Personal information
- Born: December 16, 1998 (age 27) Silsbee, Texas, U.S.
- Listed height: 5 ft 11 in (1.80 m)
- Listed weight: 187 lb (85 kg)

Career information
- High school: Silsbee
- College: Baylor (2018–2021)
- NFL draft: 2022: 7th round, 242nd overall pick

Career history
- Carolina Panthers (2022)*; Miami Dolphins (2022)*; Minnesota Vikings (2022); Pittsburgh Steelers (2023)*; New York Jets (2023)*; Cleveland Browns (2023)*; Pittsburgh Steelers (2024)*; San Antonio Brahmas (2025)*; Edmonton Elks (2025)*;
- * Offseason or practice squad member only
- Stats at Pro Football Reference

= Kalon Barnes =

American football player (born 1998)

Kalon Barnes (born December 16, 1998) is an American professional football cornerback. He played college football for the Baylor Bears, and was selected by the Carolina Panthers in the seventh round of the 2022 NFL draft.

== Early life ==
Barnes played wide receiver at Silsbee High School. Barnes was a three-star recruit coming out of high school and committed to play football at Baylor on May 4, 2017.

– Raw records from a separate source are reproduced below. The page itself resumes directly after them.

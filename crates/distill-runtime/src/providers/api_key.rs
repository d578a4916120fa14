//! Provider API keys.
//!
//! A key is wrapped in a [`SecretString`] as soon as it is read and is
//! only unwrapped to set a request header. Blank keys are refused at
//! load time, so a provider that exists always has something to send.

use super::ProviderError;
use secrecy::{ExposeSecret, SecretString};
use std::fmt;

/// Where a key came from.
#[derive(Debug, Clone, Copy, PartialEq, Eq)]
pub enum KeySource {
    /// Passed in by the caller
    Explicit,
    /// Provider section of the config
    Config,
    /// Environment variable
    Environment,
}

pub struct ApiKey {
    secret: SecretString,
    source: KeySource,
}

impl ApiKey {
    pub fn explicit(key: impl Into<String>) -> Result<Self, ProviderError> {
        Self::checked(key.into(), KeySource::Explicit)
            .ok_or_else(|| ProviderError::NotConfigured("API key is blank".to_string()))
    }

    /// Use `configured` when it is set and non-blank, else read `env_var`.
    pub fn resolve(configured: Option<&str>, env_var: &str) -> Result<Self, ProviderError> {
        configured
            .and_then(|key| Self::checked(key.to_string(), KeySource::Config))
            .or_else(|| {
                std::env::var(env_var)
                    .ok()
                    .and_then(|key| Self::checked(key, KeySource::Environment))
            })
            .ok_or_else(|| {
                ProviderError::NotConfigured(format!(
                    "no API key: set 'api_key' in config or the {} environment variable",
                    env_var
                ))
            })
    }

    fn checked(key: String, source: KeySource) -> Option<Self> {
        if key.trim().is_empty() {
            return None;
        }
        Some(Self {
            secret: SecretString::from(key),
            source,
        })
    }

    /// The raw key. Call only where it is sent.
    pub fn expose(&self) -> &str {
        self.secret.expose_secret()
    }

    pub fn source(&self) -> KeySource {
        self.source
    }
}

impl fmt::Debug for ApiKey {
    fn fmt(&self, f: &mut fmt::Formatter<'_>) -> fmt::Result {
        write!(f, "ApiKey({:?}, [REDACTED])", self.source)
    }
}

#[cfg(test)]
mod tests {
    use super::*;

    const UNSET: &str = "DISTILL_TEST_KEY_NEVER_SET";

    #[test]
    fn test_debug_is_redacted() {
        let key = ApiKey::explicit("sk-distill-test-0000").unwrap();
        let debug = format!("{:?}", key);
        assert_eq!(debug, "ApiKey(Explicit, [REDACTED])");
        assert_eq!(key.expose(), "sk-distill-test-0000");
    }

    #[test]
    fn test_config_key_preferred() {
        let key = ApiKey::resolve(Some("from-config"), UNSET).unwrap();
        assert_eq!(key.source(), KeySource::Config);
        assert_eq!(key.expose(), "from-config");
    }

    #[test]
    fn test_blank_keys_are_not_configured() {
        assert!(matches!(ApiKey::explicit("  "), Err(ProviderError::NotConfigured(_))));
        assert!(matches!(
            ApiKey::resolve(Some(""), UNSET),
            Err(ProviderError::NotConfigured(_))
        ));
        assert!(matches!(ApiKey::resolve(None, UNSET), Err(ProviderError::NotConfigured(_))));
    }
}
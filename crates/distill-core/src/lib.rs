//! # distill-core
//!
//! Deterministic engine for turning long source documents into short,
//! validated summaries.
//!
//! This crate holds everything that does not need an intelligent backend:
//! - field schemas and typed values
//! - the regex fallback extractor
//! - generation rules with conditional phrasing
//! - the four-layer validation orchestrator and its consistency tracker
//!
//! ## Key Guarantees
//!
//! 1. **Deterministic**: Same input always produces same output
//! 2. **No backend calls**: AI-assisted paths live in `distill-runtime`
//! 3. **Never fails on data quality**: every field resolves to a value,
//!    every validation produces a report
//! 4. **Verbatim facts**: critical values are never normalized or paraphrased
//!
//! ## Example
//!
//! ```rust,ignore
//! use distill_core::{FieldSchema, GenerationContext, ValidationConfig, ValidationOrchestrator};
//! use std::sync::Arc;
//!
//! let schema = Arc::new(FieldSchema::from_yaml_file("consent.yaml")?);
//! let extracted = distill_core::extract_deterministic(&document, &schema)?;
//!
//! let mut ctx = GenerationContext::new(document, "informed_consent", "short_form");
//! ctx.set_extracted(extracted);
//! ctx.declare_critical_from(&schema);
//! ctx.set_rendered(rendered);
//!
//! let validator = ValidationOrchestrator::new(schema, ValidationConfig::default())?;
//! let report = validator.validate(&ctx, &ctx.critical_values(), 5);
//! ```

pub mod consistency;
pub mod context;
pub mod fallback;
pub mod generation;
pub mod schema;
pub mod text;
pub mod validation;
pub mod value;

// Re-export main types at crate root
pub use consistency::{ConsistencySummary, ConsistencyTracker, RunSample, TrackerKey};
pub use context::{critical_values_from, CriticalValue, GenerationContext};
pub use fallback::{FallbackExtractor, RegexFallback};
pub use generation::{
    Condition, GenerationRule, GenerationRules, PhrasingArm, SlotSource, SynthesizedContent,
    SynthesizedSlot,
};
pub use schema::{
    FieldConstraints, FieldKind, FieldSchema, FieldSpec, FieldValidationError, PatternSpec,
    SchemaError,
};
pub use validation::{
    ConfigError, CriticalValueMissing, CrossFieldRule, IssueCode, LayerKind, LayerOutcome,
    ReportMetrics, ValidationConfig, ValidationIssue, ValidationNote, ValidationOrchestrator,
    ValidationReport,
};
pub use value::{ExtractedValue, ExtractedValues, FieldValue, ValueSource};

use thiserror::Error;

/// Errors raised before any field is processed.
#[derive(Error, Debug, Clone, PartialEq, Eq)]
pub enum ExtractionError {
    #[error("Invalid input: {0}")]
    InvalidInput(String),
}

/// Reject documents that cannot be extracted from.
pub fn check_document(document_text: &str) -> Result<(), ExtractionError> {
    if document_text.trim().is_empty() {
        return Err(ExtractionError::InvalidInput(
            "document text is empty or whitespace".to_string(),
        ));
    }
    Ok(())
}

/// Extract every field using only patterns and defaults.
///
/// The same path the runtime takes when no intelligent backend is configured.
pub fn extract_deterministic(
    document_text: &str,
    schema: &FieldSchema,
) -> Result<ExtractedValues, ExtractionError> {
    check_document(document_text)?;
    let extractor = RegexFallback;
    Ok(schema
        .fields()
        .iter()
        .map(|spec| {
            let value = fallback::resolve(document_text, spec, &extractor, Vec::new(), 0);
            (spec.name.clone(), value)
        })
        .collect())
}

#[cfg(test)]
mod tests {
    use super::*;

    #[test]
    fn test_empty_document_is_invalid_input() {
        let schema =
            FieldSchema::new(vec![FieldSpec::new("x", FieldKind::ShortText, "?")]).unwrap();
        assert!(matches!(
            extract_deterministic("   \n\t", &schema),
            Err(ExtractionError::InvalidInput(_))
        ));
    }

    #[test]
    fn test_every_field_gets_a_value() {
        let schema = FieldSchema::new(vec![
            FieldSpec::new("is_pediatric", FieldKind::Boolean, "Children?"),
            FieldSpec::new("study_duration", FieldKind::ShortText, "How long?"),
            FieldSpec::new("arms", FieldKind::Numeric, "How many arms?"),
            FieldSpec::new("study_type", FieldKind::Enumeration, "Kind?")
                .with_allowed_values(["studying", "collecting"]),
        ])
        .unwrap();
        let values = extract_deterministic("An unrelated document.", &schema).unwrap();
        assert_eq!(values.len(), schema.len());
        assert_eq!(values["is_pediatric"].value(), &FieldValue::Bool(false));
        assert_eq!(values["arms"].value(), &FieldValue::Number(0.0));
        assert_eq!(values["study_type"].value(), &FieldValue::Text("studying".into()));
        assert!(values.values().all(|v| v.source() == ValueSource::Fallback));
    }
}
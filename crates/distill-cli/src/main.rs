//! Distill CLI
//!
//! Commands: extract, validate, check-schema
//! Outputs JSON to stdout, logs to stderr.
//! `validate` exits 1 when the report does not pass.

use anyhow::{Context, Result};
use clap::{Parser, Subcommand};
use std::path::{Path, PathBuf};
use std::process::ExitCode;
use std::sync::Arc;
use tracing_subscriber::{layer::SubscriberExt, util::SubscriberInitExt};

use distill_core::{ExtractedValues, FieldSchema, GenerationContext, ValidationOrchestrator};
use distill_runtime::{ExtractionEngine, RuntimeConfig};

#[derive(Parser, Debug)]
#[command(name = "distill")]
#[command(about = "Extract fields from long documents and validate their summaries")]
#[command(version)]
struct Cli {
    #[command(subcommand)]
    command: Commands,

    /// Runtime configuration (YAML)
    #[arg(short, long, global = true)]
    config: Option<PathBuf>,
}

#[derive(Subcommand, Debug)]
enum Commands {
    /// Extract every schema field using patterns and defaults only
    Extract {
        /// Field schema (YAML or JSON)
        #[arg(short, long)]
        schema: PathBuf,

        /// Source document (plain text)
        #[arg(short, long)]
        document: PathBuf,
    },

    /// Run the four validation layers over a rendered summary
    Validate {
        /// Field schema (YAML or JSON)
        #[arg(short, long)]
        schema: PathBuf,

        /// Extracted values as JSON, as printed by `extract`
        #[arg(long)]
        values: PathBuf,

        /// Rendered summary text
        #[arg(short, long)]
        rendered: PathBuf,

        /// Expected number of sections
        #[arg(long)]
        sections: usize,

        /// Document type, part of the consistency key
        #[arg(long, default_value = "document")]
        document_type: String,

        /// Template identifier, part of the consistency key
        #[arg(short, long, default_value = "default")]
        template: String,
    },

    /// Load and check a field schema
    CheckSchema {
        /// Field schema (YAML or JSON)
        path: PathBuf,
    },
}

#[tokio::main]
async fn main() -> ExitCode {
    tracing_subscriber::registry()
        .with(
            tracing_subscriber::EnvFilter::try_from_default_env()
                .unwrap_or_else(|_| "info".into()),
        )
        .with(tracing_subscriber::fmt::layer().with_writer(std::io::stderr))
        .init();

    let cli = Cli::parse();
    match run(cli).await {
        Ok(code) => code,
        Err(e) => {
            tracing::error!(error = %format!("{:#}", e), "Command failed");
            eprintln!("error: {:#}", e);
            ExitCode::FAILURE
        }
    }
}

async fn run(cli: Cli) -> Result<ExitCode> {
    let config = load_config(cli.config.as_deref())?;

    match cli.command {
        Commands::Extract { schema, document } => {
            let schema = load_schema(&schema)?;
            let text = read_text(&document)?;

            let engine = ExtractionEngine::deterministic().with_config(config.extraction);
            let values = engine.extract(&text, &schema).await?;

            println!("{}", serde_json::to_string_pretty(&values)?);
            Ok(ExitCode::SUCCESS)
        }

        Commands::Validate {
            schema,
            values,
            rendered,
            sections,
            document_type,
            template,
        } => {
            let schema = Arc::new(load_schema(&schema)?);
            let raw = read_text(&values)?;
            let extracted: ExtractedValues = serde_json::from_str(&raw)
                .with_context(|| format!("Invalid values file {}", values.display()))?;
            let rendered = read_text(&rendered)?;

            let mut context = GenerationContext::new(String::new(), document_type, template);
            context.set_extracted(extracted);
            context.declare_critical_from(&schema);
            context.set_rendered(rendered);

            let validator = ValidationOrchestrator::new(schema, config.validation)?;
            let report = validator.validate(&context, &context.critical_values(), sections);

            println!("{}", serde_json::to_string_pretty(&report)?);
            if report.passed {
                Ok(ExitCode::SUCCESS)
            } else {
                tracing::warn!(issues = report.issues.len(), "Validation failed");
                Ok(ExitCode::from(1))
            }
        }

        Commands::CheckSchema { path } => {
            let schema = load_schema(&path)?;
            let output = serde_json::json!({
                "valid": true,
                "name": schema.name(),
                "fields": schema.len(),
                "critical": schema.critical_names(),
            });
            println!("{}", serde_json::to_string_pretty(&output)?);
            Ok(ExitCode::SUCCESS)
        }
    }
}

fn load_config(path: Option<&Path>) -> Result<RuntimeConfig> {
    match path {
        Some(path) => RuntimeConfig::from_yaml_file(path)
            .with_context(|| format!("Failed to load config {}", path.display())),
        None => Ok(RuntimeConfig::default()),
    }
}

fn load_schema(path: &Path) -> Result<FieldSchema> {
    let schema = FieldSchema::from_path(path)
        .with_context(|| format!("Failed to load schema {}", path.display()))?;
    tracing::debug!(path = %path.display(), fields = schema.len(), "Schema loaded");
    Ok(schema)
}

fn read_text(path: &Path) -> Result<String> {
    std::fs::read_to_string(path).with_context(|| format!("Failed to read {}", path.display()))
}
//! Chat-completion providers behind the LLM backend.
//!
//! [`LlmBackend`](crate::backend::LlmBackend) speaks to any [`LlmProvider`].
//! Concrete providers are feature-gated so a deterministic-only build pulls
//! in no HTTP stack.
//!
//! ## Security
//!
//! Providers hold keys as [`ApiKey`]s, which never print their value.

use async_trait::async_trait;
use serde::{Deserialize, Serialize};
use std::time::Duration;
use thiserror::Error;

pub mod api_key;

#[cfg(feature = "anthropic")]
mod anthropic;

pub use api_key::{ApiKey, KeySource};

#[cfg(feature = "anthropic")]
pub use anthropic::{AnthropicProvider, ANTHROPIC_API_KEY_ENV};

/// Errors from LLM providers.
#[derive(Error, Debug)]
pub enum ProviderError {
    /// Transport failure before a response arrived
    #[error("HTTP request failed: {0}")]
    HttpError(String),

    /// 429, with the server's `retry-after` when given
    #[error("Rate limit exceeded, retry after {retry_after:?}")]
    RateLimited { retry_after: Option<Duration> },

    /// Non-success status other than 401 and 429
    #[error("API error: {status} - {message}")]
    ApiError { status: u16, message: String },

    /// Response body did not match the expected shape
    #[error("JSON parse error: {0}")]
    ParseError(String),

    /// Key rejected by the provider
    #[error("Authentication failed")]
    AuthError,

    /// No response within the configured timeout
    #[error("Timeout after {0:?}")]
    Timeout(Duration),

    /// Missing key or bad provider settings. Never retried
    #[error("Provider not configured: {0}")]
    NotConfigured(String),
}

impl ProviderError {
    /// Failures worth another attempt after a short wait.
    pub fn is_transient(&self) -> bool {
        match self {
            ProviderError::HttpError(_) | ProviderError::RateLimited { .. } => true,
            ProviderError::ApiError { status, .. } => *status >= 500,
            _ => false,
        }
    }
}

/// Settings for one completion request.
#[derive(Debug, Clone, Serialize, Deserialize)]
#[serde(default)]
pub struct CompletionConfig {
    pub model: String,

    pub max_tokens: u32,

    /// 0.0 keeps extraction answers reproducible
    pub temperature: f32,

    #[serde(with = "crate::config::humantime_duration")]
    pub timeout: Duration,

    /// Mark prompts cacheable (Anthropic-specific)
    pub prompt_caching: bool,
}

impl Default for CompletionConfig {
    fn default() -> Self {
        Self {
            model: "claude-sonnet-4-5-20250514".to_string(),
            max_tokens: 500,
            temperature: 0.0,
            timeout: Duration::from_secs(15),
            prompt_caching: true,
        }
    }
}

#[derive(Debug, Clone, Copy, PartialEq, Eq, Serialize, Deserialize)]
#[serde(rename_all = "lowercase")]
pub enum Role {
    System,
    User,
    Assistant,
}

impl Role {
    pub fn as_str(self) -> &'static str {
        match self {
            Role::System => "system",
            Role::User => "user",
            Role::Assistant => "assistant",
        }
    }
}

/// A chat message for LLM completion.
#[derive(Debug, Clone, Serialize, Deserialize)]
pub struct ChatMessage {
    pub role: Role,
    pub content: String,
}

impl ChatMessage {
    pub fn system(content: impl Into<String>) -> Self {
        Self {
            role: Role::System,
            content: content.into(),
        }
    }

    pub fn user(content: impl Into<String>) -> Self {
        Self {
            role: Role::User,
            content: content.into(),
        }
    }

    pub fn assistant(content: impl Into<String>) -> Self {
        Self {
            role: Role::Assistant,
            content: content.into(),
        }
    }
}

/// Response from an LLM completion.
#[derive(Debug, Clone)]
pub struct CompletionResponse {
    pub content: String,
    pub usage: TokenUsage,
    pub model: String,
    pub stop_reason: Option<String>,
}

/// Token usage from a completion.
#[derive(Debug, Clone, Default)]
pub struct TokenUsage {
    pub prompt_tokens: u32,
    pub completion_tokens: u32,
    /// Tokens read from the provider's prompt cache
    pub cache_read_tokens: u32,
    /// Tokens written to the provider's prompt cache
    pub cache_creation_tokens: u32,
}

impl TokenUsage {
    pub fn total(&self) -> u32 {
        self.prompt_tokens + self.completion_tokens
    }
}

/// A chat-completion service.
#[async_trait]
pub trait LlmProvider: Send + Sync {
    async fn complete(
        &self,
        messages: Vec<ChatMessage>,
        config: &CompletionConfig,
    ) -> Result<CompletionResponse, ProviderError>;

    /// Cheap readiness check; makes no request.
    async fn health_check(&self) -> bool;

    fn name(&self) -> &str;

    /// Rough token count, about four characters per token.
    fn estimate_tokens(&self, text: &str) -> u32 {
        (text.len() / 4) as u32
    }
}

Also competing in track and field, Barnes won both the 100 metres and 200 metres at the UIL Track and Field Championships in 2017 and 2018, consecutively. He ran a wind-assisted (+3.2 m/s) 10.04 seconds in the 100 metres in 2018.

== College career ==
Barnes converted from wide receiver to cornerback before the 2018 season.

== Professional career ==
===Pre-draft===
Barnes ran a 4.23-second 40-yard dash at the NFL Combine, the third-fastest time at the combine since electronic timing was implemented in 1999 (behind only Xavier Worthy's and John Ross' 40-yard dash times, 4.21 seconds and 4.22 seconds respectively), and the fastest time by a defensive back.

Pre-draft measurables
| Height | Weight | Arm length | Hand span | Wingspan | 40-yard dash | 10-yard split | 20-yard split | 20-yard shuttle | Three-cone drill | Vertical jump | Broad jump | Bench press |
| 5 ft 11+1⁄2 in (1.82 m) | 183 lb (83 kg) | 31+3⁄4 in (0.81 m) | 9+7⁄8 in (0.25 m) | 6 ft 4+3⁄4 in (1.95 m) | 4.23 s | 1.49 s | 2.50 s | 4.58 s | 7.44 s | 40.0 in (1.02 m) | 11 ft 1 in (3.38 m) | 6 reps |
All values from NFL Combine/Pro Day

===Carolina Panthers===
Barnes was selected by the Carolina Panthers in the seventh round (242nd overall) of the 2022 NFL draft. Panthers head coach Matt Rhule had coached Barnes for two seasons at Baylor, but downplayed his familiarity with Barnes as a reason for drafting him, instead citing his rare speed and athleticism. Barnes was waived by the Panthers as part of final roster cuts on August 30, 2022.

===Miami Dolphins===
On September 1, 2022, Barnes was signed to the practice squad of the Miami Dolphins.

===Minnesota Vikings===
On December 14, 2022, Barnes was signed by the Minnesota Vikings from the Dolphins practice squad. He was waived by the Vikings as part of final roster cuts on August 28, 2023

=== Pittsburgh Steelers (first stint)===
On September 15, 2023, Barnes was signed to the Pittsburgh Steelers' practice squad. On September 26, Barnes was released from the Steelers practice squad.

===New York Jets===
On October 3, 2023, Barnes was signed to the New York Jets' practice squad. He was released on December 22.

===Cleveland Browns===
On January 10, 2024, Barnes was signed to the Cleveland Browns' practice squad. He became a free agent when his practice squad contract expired at the end of the season.

===Pittsburgh Steelers (second stint)===
On January 23, 2024, Barnes signed a reserve/futures contract with the Steelers. He was waived with an injury designation on August 12, and released on August 19.

=== San Antonio Brahmas ===
On December 4, 2024, Barnes signed with the San Antonio Brahmas of the United Football League (UFL). He was released on March 20, 2025.

=== Edmonton Elks ===
On April 9, 2025, Barnes signed with the Edmonton Elks of the Canadian Football League (CFL). He was released during training camp on May 14.